The Times I Didn't Die

The first time I didn’t die was at Camp Matrena. I was a candy-loving little boy, sucking on a butterscotch ball. Still love butterscotch. My mother told me that it had gotten caught in my throat, that I couldn’t swallow, couldn’t breathe. I was turning blue. A counselor picked me up by my legs and held me upside down while he smacked me across the back. Butterscotch ball flew out. From that point on, my mother would strike the balls through the paper with a blunt instrument, breaking the candy into small pieces.

The second time I didn’t die is one that I remember. I was on my bike, crossing Ridge Avenue near the Montgomery Road traffic light. Cars were stopped for the light, so I darted out on my bike in between two waiting cars and into the left turn lane. A driver pulling up to make that turn slammed on her brakes, stopping just in time. I didn’t see her because, well, I don’t think I even looked. “You stupid shit!” I screamed to myself.

The third time I didn’t die was when I held up the Pleasant Ridge Post Office with my Mattell Burp Gun, which held roll caps. I opened one door, began firing, then ran to the other door, still blasting away. I proudly told my brother Jack about my criminal episode, and he replied, “You dumb shit! They could have killed you!”

The fourth time I didn’t die* was during my freshman year in college. Whitman College in Walla Walla, Washington is about eight hundred miles north of Millbrae, where I was living with my parents. A Bay Area student arranged a charter flight back to San Francisco for Thanksgiving on a Vance International Airways plane, a DC-3. (According to Wikipedia, “As of April 1967, the company's fleet was itemized as one Douglas DC-3 (N57131),[3] one Douglas DC-7, and one Curtiss C-46, with two DC-7s on order.” It was my first time on an airplane.

Here’s a photo of a DC-3.

The difference between this DC-3, and good old N57131 is that this one’s engines are both working, both propellers are turning.
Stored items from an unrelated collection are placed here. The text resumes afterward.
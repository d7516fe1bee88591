//! HTTP request handlers

use super::types::{ErrorResponse, HealthResponse, Update, WebhookAck};
use super::AppState;
use axum::{
    body::Bytes,
    extract::State,
    http::{HeaderMap, StatusCode},
    response::{IntoResponse, Response},
    routing::{get, post},
    Json, Router,
};
use tower_http::trace::TraceLayer;

pub const SECRET_HEADER: &str = "x-telegram-bot-api-secret-token";

/// Create the API router
pub fn create_router(state: AppState) -> Router {
    Router::new()
        // Telegram pushes updates here
        .route("/webhook", post(webhook))
        .route("/health", get(health))
        .route("/version", get(get_version))
        .layer(TraceLayer::new_for_http())
        .with_state(state)
}

/// Handle one update to completion before acknowledging it.
///
/// Telegram does not deliver the next update until this one is answered, so
/// a user's messages reach the state machine in order. Bodies that do not
/// decode and delivery failures are logged and still acknowledged; a retry
/// would only fail again or replay the ledger write.
async fn webhook(
    State(state): State<AppState>,
    headers: HeaderMap,
    body: Bytes,
) -> Result<Json<WebhookAck>, AppError> {
    if let Some(expected) = &state.webhook_secret {
        let provided = headers.get(SECRET_HEADER).and_then(|v| v.to_str().ok());
        if provided != Some(expected.as_str()) {
            tracing::warn!("Webhook secret mismatch");
            return Err(AppError::Unauthorized);
        }
    }

    let update: Update = match serde_json::from_slice(&body) {
        Ok(update) => update,
        Err(e) => {
            tracing::warn!(error = %e, bytes = body.len(), "Ignoring undecodable update");
            return Ok(Json(WebhookAck { ok: true }));
        }
    };

    let update_id = update.update_id;
    let Some(inbound) = update.into_inbound() else {
        tracing::debug!(update_id, "Ignoring update without text");
        return Ok(Json(WebhookAck { ok: true }));
    };

    let replies = state
        .runtime
        .handle_message(inbound.user_id, inbound.chat_id, &inbound.text)
        .await;

    for reply in &replies {
        if let Err(e) = state.transport.send(inbound.chat_id, reply).await {
            tracing::error!(update_id, chat_id = inbound.chat_id, error = %e, "Failed to send reply");
            break;
        }
    }

    Ok(Json(WebhookAck { ok: true }))
}

async fn health(State(state): State<AppState>) -> Json<HealthResponse> {
    Json(HealthResponse {
        status: "ok",
        sessions: state.runtime.sessions().len().await,
    })
}

async fn get_version() -> &'static str {
    concat!("ledger-bot ", env!("CARGO_PKG_VERSION"))
}

// ============================================================
// Error Handling
// ============================================================

#[derive(Debug)]
enum AppError {
    Unauthorized,
}

impl IntoResponse for AppError {
    fn into_response(self) -> Response {
        let (status, message) = match self {
            AppError::Unauthorized => (StatusCode::UNAUTHORIZED, "Bad webhook secret"),
        };

        let body = Json(ErrorResponse::new(message));
        (status, body).into_response()
    }
}
//! In-memory per-user sessions
//!
//! Sessions live only as long as the process. Each one sits behind its own
//! async mutex, held by the handler for the whole of one message, so two
//! messages from the same user never interleave.

use crate::state_machine::Session;
use std::collections::HashMap;
use std::sync::Arc;
use tokio::sync::{Mutex, RwLock};

pub type SessionSlot = Arc<Mutex<Session>>;

#[derive(Default)]
pub struct SessionStore {
    sessions: RwLock<HashMap<i64, SessionSlot>>,
}

impl SessionStore {
    pub fn new() -> Self {
        Self::default()
    }

    /// The slot for `user_id`, created idle on first use
    pub async fn slot(&self, user_id: i64) -> SessionSlot {
        {
            let sessions = self.sessions.read().await;
            if let Some(slot) = sessions.get(&user_id) {
                return Arc::clone(slot);
            }
        }

        let mut sessions = self.sessions.write().await;
        let slot = sessions.entry(user_id).or_insert_with(|| {
            tracing::debug!(user_id, "Creating session");
            Arc::new(Mutex::new(Session::default()))
        });
        Arc::clone(slot)
    }

    /// Copy of the current session, without creating one
    #[allow(dead_code)] // API completeness
    pub async fn snapshot(&self, user_id: i64) -> Option<Session> {
        let slot = self.sessions.read().await.get(&user_id).cloned()?;
        let session = slot.lock().await;
        Some(session.clone())
    }

    pub async fn len(&self) -> usize {
        self.sessions.read().await.len()
    }

    #[allow(dead_code)] // API completeness
    pub async fn is_empty(&self) -> bool {
        self.sessions.read().await.is_empty()
    }
}

#[cfg(test)]
mod tests {
    use super::*;
    use crate::state_machine::ConvState;

    #[tokio::test]
    async fn slots_are_shared_per_user() {
        let store = SessionStore::new();
        assert!(store.snapshot(7).await.is_none());

        let a = store.slot(7).await;
        let b = store.slot(7).await;
        assert!(Arc::ptr_eq(&a, &b));
        assert_eq!(store.len().await, 1);

        a.lock().await.history.push(ConvState::Idle);
        assert_eq!(store.snapshot(7).await.unwrap().history.len(), 1);

        store.slot(8).await;
        assert_eq!(store.len().await, 2);
    }
}
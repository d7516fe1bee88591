//! Core conversation state machine
//!
//! Implements the Elm Architecture pattern: a pure transition function maps
//! (session, event) to a new session plus effects for the runtime to execute.

mod effect;
pub mod event;
pub mod prompts;
pub mod state;
pub(crate) mod transition;

#[cfg(test)]
mod proptests;

pub use effect::{Effect, Reply};
pub use event::Event;
pub use state::{ConvContext, ConvState, Session};
pub use transition::{transition, TransitionError, TransitionResult};
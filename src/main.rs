//! Ledger Bot - a Telegram front end for a spreadsheet ledger
//!
//! Each chat message drives a per-user conversation state machine whose
//! effects append, edit, delete and summarize rows in a Google Sheet.

mod api;
mod auth;
mod catalog;
mod config;
mod format;
mod keyboards;
mod ledger;
mod runtime;
mod state_machine;
mod telegram;
mod validation;

use api::{create_router, AppState};
use auth::AllowList;
use config::{BotConfig, SheetsAuth};
use ledger::sheets::{GoogleSheetsGateway, ServiceAccount, TokenSource};
use ledger::{LedgerGateway, LoggingGateway};
use runtime::{BotRuntime, LoanSettings};
use std::net::SocketAddr;
use std::sync::Arc;
use telegram::{TelegramClient, Transport};
use tracing_subscriber::{layer::SubscriberExt, util::SubscriberInitExt};

#[tokio::main]
async fn main() -> Result<(), Box<dyn std::error::Error>> {
    // Initialize logging
    tracing_subscriber::registry()
        .with(
            tracing_subscriber::EnvFilter::try_from_default_env()
                .unwrap_or_else(|_| "ledger_bot=info,tower_http=info".into()),
        )
        .with(
            tracing_subscriber::fmt::layer()
                .json()
                .with_current_span(false)
                .with_span_list(false),
        )
        .init();

    let config = BotConfig::from_env()?;

    let tokens = match &config.sheets_auth {
        SheetsAuth::ServiceAccount {
            email,
            private_key,
            token_url,
        } => TokenSource::service_account(ServiceAccount::new(
            email.as_str(),
            private_key,
            token_url.as_str(),
        )?),
        SheetsAuth::Static(token) => TokenSource::Static(token.clone()),
        SheetsAuth::Metadata(url) => TokenSource::metadata(url.as_str()),
    };
    let sheets = GoogleSheetsGateway::new(config.sheets.clone(), tokens)?;
    let gateway: Arc<dyn LedgerGateway> = Arc::new(LoggingGateway::new(
        Arc::new(sheets),
        config.request_timeout(),
    ));
    tracing::info!(
        spreadsheet = %config.sheets.spreadsheet_id,
        tab = %config.sheets.tab,
        "Ledger gateway ready"
    );

    let allow_list = AllowList::from_env();
    if allow_list.is_empty() {
        tracing::warn!("No authorized users configured. Set AUTHORIZED_USER_ID or AUTHORIZED_USER_IDS.");
    } else {
        tracing::info!(users = allow_list.len(), "Allow list loaded");
    }

    let runtime = BotRuntime::new(
        gateway,
        Arc::new(allow_list),
        config.catalog.clone(),
        config.locale.clone(),
        LoanSettings {
            offsets: config.loan_offsets.clone(),
            disbursement_account: config.disbursement_account.clone(),
        },
    );
    let transport: Arc<dyn Transport> = Arc::new(TelegramClient::new(&config.telegram)?);

    if config.telegram.webhook_secret.is_none() {
        tracing::warn!("Webhook secret not set; any caller can post updates");
    }
    let state = AppState::new(runtime, transport, config.telegram.webhook_secret.clone());
    let app = create_router(state);

    // Start server
    let addr = SocketAddr::from(([0, 0, 0, 0], config.port));
    tracing::info!("Ledger bot listening on {addr}");

    let listener = tokio::net::TcpListener::bind(addr).await?;
    axum::serve(listener, app).await?;

    Ok(())
}
//! Sender authorization

use std::collections::HashSet;

pub const UNAUTHORIZED_MESSAGE: &str =
    "🚫 Unauthorized access. This bot is private and only accessible to authorized users.";

/// Decides whether a chat user may talk to the bot at all
pub trait Authorizer: Send + Sync {
    fn is_authorized(&self, user_id: i64) -> bool;
}

/// Fixed set of permitted user ids
#[derive(Debug, Clone, Default)]
pub struct AllowList {
    users: HashSet<i64>,
}

impl AllowList {
    pub fn new(users: impl IntoIterator<Item = i64>) -> Self {
        Self {
            users: users.into_iter().collect(),
        }
    }

    /// Union of `AUTHORIZED_USER_ID` and the comma separated
    /// `AUTHORIZED_USER_IDS`
    pub fn from_env() -> Self {
        let single = std::env::var("AUTHORIZED_USER_ID").ok();
        let many = std::env::var("AUTHORIZED_USER_IDS").ok();
        Self::parse(single.as_deref(), many.as_deref())
    }

    fn parse(single: Option<&str>, many: Option<&str>) -> Self {
        let ids = single
            .into_iter()
            .chain(many.into_iter().flat_map(|list| list.split(',')))
            .filter_map(|id| {
                let id = id.trim();
                let parsed = id.parse::<i64>().ok();
                if parsed.is_none() && !id.is_empty() {
                    tracing::warn!(id, "Ignoring malformed authorized user id");
                }
                parsed
            });
        Self::new(ids)
    }

    pub fn is_empty(&self) -> bool {
        self.users.is_empty()
    }

    pub fn len(&self) -> usize {
        self.users.len()
    }
}

impl Authorizer for AllowList {
    fn is_authorized(&self, user_id: i64) -> bool {
        self.users.contains(&user_id)
    }
}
The flight from Walla Walla to SFO was uneventful. According to Apple Maps the distance takes about 11 hours to drive. The flight took a couple of hours less. I remember flying over a freeway, thinking that we were in an unsponsored race with a Volkswagen we followed. I could make it out down below.

We boarded the return flight to Walla Walla at dusk, took off over the Bay when I, sitting on the left side of the plane in one of the first seats, noticed that the propeller was spinning so quickly that it looked as if it wasn’t moving at all. I looked more closely. It wasn’t an illusion. I mentioned to the one flight attendant that this was a piece of information I thought the pilot should have, and she looked, too, apparently agreeing, then entered the cockpit. The plane banked steeply to the left, leaving us sideways and vertical. At the end of the wing I could see the water of San Francisco Bay, the darkened waves, the whitecaps. We were returning to SFO, flying on one engine. As we landed I noticed the many fire engines lining both sides of the runway.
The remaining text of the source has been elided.